Con 42.273 donazioni al 31 agosto 2021, rispetto alle 38.031 dell’anno precedente, Avis provinciale Bergamo ha già recuperato il gap delle circa 4.000 donazioni in meno - causato principalmente dall’emergenza sanitaria - con cui si era chiuso il 2020.

Complessivamente, al 31 dicembre 2020, il numero delle sacche di sangue e plasma raccolte è stato di 59.496 unità e il rilevante calo donazionale, lo scorso anno, ha riguardato esclusivamente il sangue, mentre la raccolta di plasma si era leggermente alzata per effetto di alcuni progetti come la raccolta di plasma iperimmune. Dati in crescita, dunque, quelli del 2021 e non solo per le donazioni: da gennaio ad oggi sono circa 1.400 i nuovi donatori che si sono avvicinati all’associazione per la prima volta, e poco meno di un migliaio quelli che non donavano più da oltre un anno e, in questi mesi, hanno deciso di riprendere.
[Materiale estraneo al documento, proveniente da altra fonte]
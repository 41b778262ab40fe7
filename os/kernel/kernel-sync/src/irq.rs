//! Interrupt masking for locks taken from exception context.
//!
//! A page fault or TLB shootdown handler may need a zone lock that the
//! interrupted code already holds on the same core. Taking such locks through
//! [`Mutex::lock_irq`] masks interrupts first, so the holder can never be
//! preempted by a handler spinning on it.

use crate::{Mutex, MutexGuard, RawLock};
use core::ops::{Deref, DerefMut};

/// Guard returned by [`Mutex::lock_irq`].
///
/// ```no_run
/// use kernel_sync::TicketMutex;
///
/// static CURSOR: TicketMutex<u64> = TicketMutex::new(0);
///
/// let mut cursor = CURSOR.lock_irq();
/// *cursor += 0x1000;
/// ```
pub struct IrqMutex<'a, T, R: RawLock> {
    // Fields drop in declaration order: unlock first, then restore IF.
    guard: MutexGuard<'a, T, R>,
    _irq: IrqGuard,
}

impl<T, R: RawLock> Deref for IrqMutex<'_, T, R> {
    type Target = T;

    fn deref(&self) -> &T {
        &self.guard
    }
}

impl<T, R: RawLock> DerefMut for IrqMutex<'_, T, R> {
    fn deref_mut(&mut self) -> &mut T {
        &mut self.guard
    }
}

impl<T, R: RawLock> Mutex<T, R> {
    /// Masks interrupts, then locks. Both are undone when the guard drops.
    #[inline]
    pub fn lock_irq(&self) -> IrqMutex<'_, T, R> {
        let irq = IrqGuard::new();
        IrqMutex {
            guard: self.lock(),
            _irq: irq,
        }
    }
}

#[cfg(all(target_arch = "x86_64", target_os = "none"))]
mod arch {
    #[inline]
    pub fn cli() {
        unsafe { core::arch::asm!("cli", options(nomem, nostack, preserves_flags)) }
    }

    #[inline]
    pub fn sti() {
        unsafe { core::arch::asm!("sti", options(nomem, nostack, preserves_flags)) }
    }

    #[inline]
    pub fn rflags() -> u64 {
        let r: u64;
        unsafe { core::arch::asm!("pushfq; pop {}", out(reg) r, options(nostack, preserves_flags)) }
        r
    }
}

// Hosted builds run in ring 3 where `cli` faults; report interrupts as off.
#[cfg(not(all(target_arch = "x86_64", target_os = "none")))]
mod arch {
    #[inline]
    pub const fn cli() {}

    #[inline]
    pub const fn sti() {}

    #[inline]
    pub const fn rflags() -> u64 {
        0
    }
}

const RFLAGS_IF: u64 = 1 << 9;

/// `cli`. Ring 0 only.
#[inline]
pub fn cli_stop_interrupts() {
    arch::cli();
}

/// `sti`. Ring 0 only.
#[inline]
pub fn sti_enable_interrupts() {
    arch::sti();
}

/// Current `RFLAGS`; always `0` in hosted builds.
#[inline]
#[must_use]
pub fn rflags() -> u64 {
    arch::rflags()
}

#[inline]
#[must_use]
pub fn interrupts_enabled() -> bool {
    rflags() & RFLAGS_IF != 0
}

/// Masks interrupts for its lifetime and restores the previous `IF` state.
///
/// Nested guards are fine: only the outermost one that found interrupts
/// enabled re-enables them.
pub struct IrqGuard {
    were_enabled: bool,
}

impl Default for IrqGuard {
    fn default() -> Self {
        Self::new()
    }
}

impl IrqGuard {
    #[inline]
    #[must_use]
    pub fn new() -> Self {
        let were_enabled = interrupts_enabled();
        if were_enabled {
            cli_stop_interrupts();
        }
        Self { were_enabled }
    }
}

impl Drop for IrqGuard {
    fn drop(&mut self) {
        if self.were_enabled {
            sti_enable_interrupts();
        }
    }
}
use crate::error::{MemoryError, MemoryResult};
use crate::mmu::Mmu;
use crate::page_table::{PageEntry, PageTable, TableLevel};
use alloc::boxed::Box;
use core::ptr::NonNull;
use core::sync::atomic::{AtomicU64, AtomicUsize, Ordering};
use kernel_info::memory::LOCAL_FRACTAL_INDEX;
use kernel_memory_addresses::{PhysicalAddress, PhysicalPage, Size4K, VirtualAddress};

/// A simulated MMU over a block of simulated physical memory.
///
/// Physical memory is a contiguous run of 4 KiB frames starting at `base`.
/// Every frame is stored as a [`PageTable`], so page tables written through a
/// window land in the same atomics the software walker reads. Data pages are
/// never touched by the memory core and simply stay zero.
///
/// Window addresses are resolved by walking the active hierarchy in software,
/// which exercises the self-mapping arithmetic exactly as the CPU would.
pub struct SoftMmu {
    base: PhysicalAddress,
    frames: Box<[PageTable]>,
    root: AtomicU64,
    invalidations: AtomicUsize,
    shootdowns: AtomicUsize,
}

impl SoftMmu {
    /// Simulated memory of `frame_count` zeroed frames starting at `base`.
    #[must_use]
    pub fn new(base: PhysicalAddress, frame_count: usize) -> Self {
        debug_assert!(base.is_aligned::<Size4K>());
        Self {
            base,
            frames: (0..frame_count).map(|_| PageTable::zeroed()).collect(),
            root: AtomicU64::new(0),
            invalidations: AtomicUsize::new(0),
            shootdowns: AtomicUsize::new(0),
        }
    }

    /// First simulated physical address.
    #[must_use]
    pub const fn base(&self) -> PhysicalAddress {
        self.base
    }

    /// End (exclusive) of simulated physical memory.
    #[must_use]
    pub fn end(&self) -> PhysicalAddress {
        self.base + (self.frames.len() as u64) * 0x1000
    }

    /// The simulated frame at `pa`, if it is inside simulated memory.
    #[must_use]
    pub fn frame(&self, pa: PhysicalAddress) -> Option<&PageTable> {
        let offset = pa.as_u64().checked_sub(self.base.as_u64())?;
        let index = usize::try_from(offset >> 12).ok()?;
        self.frames.get(index)
    }

    /// Turns `frame` into a self-mapped, empty root and activates it.
    ///
    /// This is what the loader leaves behind before the kernel runs.
    ///
    /// # Errors
    /// [`MemoryError::ArgumentOutOfRange`] if `frame` lies outside simulated
    /// memory.
    pub fn bootstrap_root(&self, frame: PhysicalPage<Size4K>) -> MemoryResult<()> {
        let table = self
            .frame(frame.base())
            .ok_or(MemoryError::ArgumentOutOfRange)?;
        table.clear();
        table.set_entry(
            TableLevel::Pml4.index_of(VirtualAddress::new(
                u64::from(LOCAL_FRACTAL_INDEX) << TableLevel::Pml4.shift(),
            )),
            PageEntry::table(frame, false),
        );
        self.root.store(frame.base().as_u64(), Ordering::Release);
        Ok(())
    }

    /// Translates `va` through the active hierarchy.
    #[must_use]
    pub fn translate(&self, va: VirtualAddress) -> Option<PhysicalAddress> {
        self.translate_in(self.active_root(), va)
    }

    /// Translates `va` through the hierarchy rooted at `root`.
    #[must_use]
    pub fn translate_in(
        &self,
        root: PhysicalPage<Size4K>,
        va: VirtualAddress,
    ) -> Option<PhysicalAddress> {
        let mut table = self.frame(root.base())?;
        for level in TableLevel::TOP_DOWN {
            let entry = table.entry(level.index_of(va));
            if !entry.present() {
                return None;
            }
            if entry.is_leaf_at(level) {
                let offset = va.as_u64() & (level.coverage() - 1);
                return Some(entry.leaf_address(level) + offset);
            }
            table = self.frame(entry.address())?;
        }
        None
    }

    /// Number of local TLB invalidations requested so far.
    #[must_use]
    pub fn invalidations(&self) -> usize {
        self.invalidations.load(Ordering::Relaxed)
    }

    /// Number of shootdowns requested so far.
    #[must_use]
    pub fn shootdowns(&self) -> usize {
        self.shootdowns.load(Ordering::Relaxed)
    }
}

unsafe impl Mmu for SoftMmu {
    fn active_root(&self) -> PhysicalPage<Size4K> {
        PhysicalPage::from_addr(PhysicalAddress::new(self.root.load(Ordering::Acquire)))
    }

    unsafe fn activate(&self, root: PhysicalPage<Size4K>) {
        self.root.store(root.base().as_u64(), Ordering::Release);
    }

    fn invalidate_page(&self, _va: VirtualAddress) {
        self.invalidations.fetch_add(1, Ordering::Relaxed);
    }

    fn shootdown(&self, va: VirtualAddress) {
        self.shootdowns.fetch_add(1, Ordering::Relaxed);
        self.invalidate_page(va);
    }

    fn resolve_table(&self, window_address: VirtualAddress) -> Option<NonNull<PageTable>> {
        let pa = self.translate(window_address)?;
        if !pa.is_aligned::<Size4K>() {
            return None;
        }
        self.frame(pa).map(NonNull::from)
    }
}
//! # Process Address Spaces
//!
//! [`ProcessSpace`] is the identity the memory manager operates on: one
//! hardware address space plus the lock and cursor of its user half. The
//! kernel half of every space is shared and locked through the zone
//! partition instead.

use crate::zones::BumpCursor;
use kernel_info::memory::{LOWER_HALF_END, USERLAND_START};
use kernel_memory_addresses::{PhysicalPage, Size4K};
use kernel_sync::{LockStats, TicketMutex};
use kernel_vmem::{AddressSpace, Mmu};

/// One address space and its user-zone lock.
pub struct ProcessSpace {
    vas: AddressSpace,
    user: TicketMutex<BumpCursor>,
}

impl ProcessSpace {
    #[must_use]
    pub const fn new(vas: AddressSpace) -> Self {
        Self {
            vas,
            user: TicketMutex::new(BumpCursor::new(USERLAND_START, LOWER_HALF_END - 1)),
        }
    }

    #[must_use]
    pub const fn address_space(&self) -> AddressSpace {
        self.vas
    }

    #[must_use]
    pub const fn root(&self) -> PhysicalPage<Size4K> {
        self.vas.root()
    }

    /// Returns `true` if this space is loaded on the executing core.
    #[must_use]
    pub fn is_active<M: Mmu>(&self, mmu: &M) -> bool {
        self.vas.is_active(mmu)
    }

    /// The lock serializing the user half.
    pub(crate) const fn user_lock(&self) -> &TicketMutex<BumpCursor> {
        &self.user
    }

    /// Contention counters of the user-half lock.
    #[must_use]
    pub fn lock_stats(&self) -> LockStats {
        self.user.stats()
    }
}

impl core::fmt::Debug for ProcessSpace {
    fn fmt(&self, f: &mut core::fmt::Formatter<'_>) -> core::fmt::Result {
        f.debug_struct("ProcessSpace")
            .field("root", &self.vas.root())
            .finish_non_exhaustive()
    }
}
Un risultato positivo frutto dell’impegno dei tanti volontari – sono oltre 36.000 i donatori operativi nelle 157 Avis comunali della bergamasca – e dei progetti di promozione della donazione e di informazione sanitaria messi in campo da Avis provinciale Bergamo. E che rischia ora di essere vanificato, per la carenza di medici e infermieri impegnati nella raccolta.

Oggi Avis può contare su uno staff di circa 35 medici e 20 infermieri. Dodici medici lasceranno a fine mese l’attività in associazione, a causa dell’incompatibilità con l’accesso alle specializzazioni. Per molti di loro si tratta prevalentemente di un impegno nelle sole mattine di sabato e domenica: sono queste, infatti, le giornate di punta per la donazione, scelte dagli avisini che preferiscono non chiedere permessi nei canonici giorni di lavoro. E il rischio – che l’associazione è impegnata a scongiurare – è quello di essere costretti a ridurre il numero delle sacche di sangue e plasma raccolte nelle nove sedi decentrate. Una criticità non di poco conto, si tratta di beni preziosissimi che, oltre a garantire l’autosufficienza nella nostra provincia, vengono destinati alle aree del Paese che ne hanno più bisogno.